This process is illustrated in the Academy award winning Hollywood movie ‘Spotlight’ (2015). It is based on The Boston Globe‘s investigative coverage of sexual abuse in the Catholic Church. The movie reconstructs how a small team systematically amassed and analyzed evidence for months before going public.
Spotlight: investigative journalism at work
Nosing Not Easy
Investigative journalism is not for the faint-hearted. But it epitomizes, perhaps more than anything else, the public interest value of an independent media.
In mature democracies, freedom of expression and media freedoms are constitutionally guaranteed and respected in practice (well, most of the time). That creates an enabling environment for whistle-blowers and journalists to probe various stories in the public interest.
Many Asian investigative journalists don’t have that luxury. They persist amidst uncaring (or repressive) governments, intimidating wielders of authority, unpredictable judicial mechanisms and unsupportive publishers. They often risk their jobs, and sometimes life and limb, in going after investigative stories.
Yet, as participants and speakers in Delhi confirmed, and those converging in Kathmandu this week will no doubt demonstrate, investigative journalism prevails. It even thrives when indefatigable journalists are backed by exceptionally courageous publishers.
Delhi conference panel: investigative journalists share experiences on how they probed Panama Papers
Cross-border Probing
As capital and information flows have become globalized, so has investigative journalism. Today, illicit money, narcotics, exotic animals and illegal immigrants crisscross political borders all the time. Journalists following such stories simply have to step beyond their own territories to get the bigger picture.
Here, international networking helps like-nosed journalists. The Delhi conference showcased the Panama Papers experience as reaffirming the value of cross-border collaboration.
Panama Papers involved a giant “leak” of more than 11.5 million financial and legal records exposing an intricate system that enables crime, corruption and wrongdoing, all hidden behind secretive offshore companies.
This biggest act of whistle blowing in history contained information on some 214,488 offshore entities. The documents had all been created by Panamanian law firm and corporate service provider Mossack-Fonseca since the 1970s.

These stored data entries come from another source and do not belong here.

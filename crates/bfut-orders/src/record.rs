//! Order records and the field-level merge shared by REST and stream
//! updates.
//!
//! # Merge rule
//!
//! REST responses and user-stream updates are equally authoritative. Each
//! is turned into an [`OrderPatch`] and merged into the record:
//!
//! - Identity fields (exchange id, price, stop price, time in force,
//!   reduce-only) are filled when absent and otherwise left alone.
//! - Progress fields only move forward. Status is applied when its rank is
//!   not lower than the current one and the record is not already terminal.
//!   Executed quantity is the reported cumulative value, kept at its
//!   maximum, never summed.
//!
//! Applying the same set of patches in any order yields the same record.

use bfut_core::{
    ClientOrderId, ExchangeOrderId, OrderRequest, OrderSide, OrderStatus, OrderType, OrderUpdate,
    Price, Size, TimeInForce,
};
use bfut_venue::OrderResponse;
use serde::Serialize;

/// Where a record came from.
#[derive(Debug, Clone, Copy, PartialEq, Eq, Serialize)]
pub enum OrderOrigin {
    /// Submitted by this process.
    Local,
    /// First seen through reconciliation (external order, or an update
    /// that referenced an id with no local record).
    Floating,
}

/// Authoritative state of one order, keyed by client order id.
#[derive(Debug, Clone, PartialEq, Eq, Serialize)]
pub struct OrderRecord {
    pub client_order_id: ClientOrderId,
    pub order_id: Option<ExchangeOrderId>,
    pub symbol: String,
    pub side: OrderSide,
    pub order_type: OrderType,
    pub orig_qty: Size,
    pub price: Option<Price>,
    pub stop_price: Option<Price>,
    pub time_in_force: Option<TimeInForce>,
    pub reduce_only: bool,
    pub status: OrderStatus,
    pub executed_qty: Size,
    pub avg_price: Option<Price>,
    pub update_time: i64,
    pub origin: OrderOrigin,
    /// A REST placement response was seen.
    pub acknowledged: bool,
    /// The REST placement failed without a definitive answer. The record
    /// stays pending until some channel resolves it.
    pub submit_failed: bool,
    /// Local wall clock (ms) when the record was created.
    pub created_at: i64,
    /// Local wall clock (ms) when the record became terminal.
    pub resolved_at: Option<i64>,
}

impl OrderRecord {
    /// Pending record inserted before the placement request is sent.
    pub fn pending(client_order_id: ClientOrderId, request: &OrderRequest, now_ms: i64) -> Self {
        Self {
            client_order_id,
            order_id: None,
            symbol: request.symbol.clone(),
            side: request.side,
            order_type: request.order_type,
            orig_qty: request.quantity,
            price: request.price,
            stop_price: request.stop_price,
            time_in_force: request.time_in_force,
            reduce_only: request.reduce_only,
            status: OrderStatus::New,
            executed_qty: Size::ZERO,
            avg_price: None,
            update_time: 0,
            origin: OrderOrigin::Local,
            acknowledged: false,
            submit_failed: false,
            created_at: now_ms,
            resolved_at: None,
        }
    }

    pub fn floating_from_update(update: &OrderUpdate, now_ms: i64) -> Self {
        let mut record = Self {
            client_order_id: update.client_order_id.clone(),
            order_id: None,
            symbol: update.symbol.clone(),
            side: update.side,
            order_type: update.order_type,
            orig_qty: update.orig_qty,
            price: None,
            stop_price: None,
            time_in_force: None,
            reduce_only: false,
            status: OrderStatus::New,
            executed_qty: Size::ZERO,
            avg_price: None,
            update_time: 0,
            origin: OrderOrigin::Floating,
            acknowledged: false,
            submit_failed: false,
            created_at: now_ms,
            resolved_at: None,
        };
        record.merge(&OrderPatch::from(update), now_ms);
        record
    }

    pub fn floating_from_response(response: &OrderResponse, now_ms: i64) -> Self {
        let mut record = Self {
            client_order_id: response.client_order_id.clone(),
            order_id: None,
            symbol: response.symbol.clone(),
            side: response.side,
            order_type: response.order_type,
            orig_qty: response.orig_qty,
            price: None,
            stop_price: None,
            time_in_force: None,
            reduce_only: false,
            status: OrderStatus::New,
            executed_qty: Size::ZERO,
            avg_price: None,
            update_time: 0,
            origin: OrderOrigin::Floating,
            acknowledged: false,
            submit_failed: false,
            created_at: now_ms,
            resolved_at: None,
        };
        record.merge(&OrderPatch::from(response), now_ms);
        record
    }

    pub fn is_terminal(&self) -> bool {
        self.status.is_terminal()
    }

    /// Merge a patch. Returns whether any field changed.
    pub fn merge(&mut self, patch: &OrderPatch, now_ms: i64) -> bool {
        let before = self.clone();

        fill(&mut self.order_id, patch.order_id);
        fill(&mut self.price, patch.price);
        fill(&mut self.stop_price, patch.stop_price);
        fill(&mut self.time_in_force, patch.time_in_force);
        self.reduce_only |= patch.reduce_only.unwrap_or(false);

        if let Some(status) = patch.status {
            if !self.status.is_terminal() && status.rank() >= self.status.rank() {
                self.status = status;
            }
        }

        if let Some(executed) = patch.executed_qty {
            if executed.inner() >= self.executed_qty.inner() {
                if executed.inner() > self.executed_qty.inner() || self.avg_price.is_none() {
                    if let Some(avg) = patch.avg_price {
                        self.avg_price = Some(avg);
                    }
                }
                self.executed_qty = executed;
            }
        } else {
            fill(&mut self.avg_price, patch.avg_price);
        }

        if let Some(t) = patch.update_time {
            self.update_time = self.update_time.max(t);
        }

        if self.status.is_terminal() && self.resolved_at.is_none() {
            self.resolved_at = Some(now_ms);
        }

        *self != before
    }
}

fn fill<T: Copy>(slot: &mut Option<T>, value: Option<T>) {
    if slot.is_none() {
        *slot = value;
    }
}

/// Fields one source reported about an order.
#[derive(Debug, Clone, Default, PartialEq, Eq)]
pub struct OrderPatch {
    pub order_id: Option<ExchangeOrderId>,
    pub price: Option<Price>,
    pub stop_price: Option<Price>,
    pub time_in_force: Option<TimeInForce>,
    pub reduce_only: Option<bool>,
    pub status: Option<OrderStatus>,
    pub executed_qty: Option<Size>,
    pub avg_price: Option<Price>,
    pub update_time: Option<i64>,
}

impl OrderPatch {
    /// Patch carrying only a status (e.g. a definitive rejection).
    pub fn status(status: OrderStatus) -> Self {
        Self {
            status: Some(status),
            ..Self::default()
        }
    }
}

impl From<&OrderResponse> for OrderPatch {
    fn from(response: &OrderResponse) -> Self {
        Self {
            order_id: Some(response.order_id),
            price: response.price(),
            stop_price: response.stop_price(),
            time_in_force: response.time_in_force,
            reduce_only: Some(response.reduce_only),
            status: Some(response.status),
            executed_qty: Some(response.executed_qty),
            avg_price: response.avg_price(),
            update_time: (response.update_time > 0).then_some(response.update_time),
        }
    }
}

impl From<&OrderUpdate> for OrderPatch {
    fn from(update: &OrderUpdate) -> Self {
        Self {
            order_id: Some(update.order_id),
            price: update.price,
            stop_price: update.stop_price,
            time_in_force: update.time_in_force,
            reduce_only: Some(update.reduce_only),
            status: Some(update.status),
            executed_qty: Some(update.cumulative_qty),
            avg_price: update.avg_price,
            update_time: Some(update.trade_time.max(update.event_time)),
        }
    }
}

A German newspaper, Süddeutsche Zeitung, originally received the leaked data. Because of its massive volume, it turned to the International Consortium of Investigative Journalists (ICIJ), a Washington-anchored but globally distributed network of journalists from over 60 countries who collaborate in probing cross-border crimes, corruption and the accountability of power.
Coordinated by ICIJ, journalists from 107 media organizations in 80 countries analyzed the Panama Papers. They were sworn to secrecy and worked on a collective embargo. Within that framework, each one was free to pursue local angles on their own.
After more than one year of analysis and verifications, the news stories were first published on 3 April 2016 simultaneously in participating newspapers worldwide. At the same time, ICIJ also released on its website 150 documents themselves (the rest being released progressively).
Registering offshore business entities per se is not illegal in some countries. Yet, reporters sifting through the records found that some offshore companies have been used for illegal purposes like fraud, tax evasion and stashing away money looted by dictators and their cronies.
Strange Silence
In Delhi, reporters from India, Indonesia and Malaysia described how they went after Panama leaks information connected to their countries. For example, Ritu Sarin, Executive Editor (News and Investigation) of the Indian Express said she and two dozen colleagues worked for eight months before publishing a series of exposes linking some politicians and celebrities to offshore companies.
Listening to them, I once again wondered why ICIJ’s sole contact in Sri Lanka (and his respected newspaper) never carried a single word about Panama Leaks. That, despite nearly two dozen Lankan names coming to light.
Some of our other mainstream media splashed the Lankan names associated with Panama Papers (often mixing it up with earlier Offshore Leaks), but there has been little follow-up. In this vacuum, it was left to civic media platforms like Groundviews.org and data-savvy bloggers like Yudhanjaya Wijeratne (http://icaruswept.com) to do some intelligent probing. Their efforts are salutary but inadequate.
Now, Panama Leaks have just been followed up by Bahamas Leaks on September 22. The data is available online, for any nosy professional or citizen journalist to follow up. How many will go after it?
Given Sri Lanka’s alarming journalism deficit, investigative reporting can no longer be left to those trained in the craft and their outlets.
East-West Center 2016 International Media Conference in New Delhi, India, from September 8 to 11, 2016
In this week’s Ravaya column (in Sinhala, appearing in the print issue of 18 Sep 2016), I discuss new forms of media repression being practised by governments in South Asia.
The inspiration comes from my participation in the Asia Media Conference organized by the Hawaii-based East-West Center in New Delhi, India, from September 8 to 11, 2016. Themed “South Asia Looking East”, it drew over 350 participants from across Asia and the United States.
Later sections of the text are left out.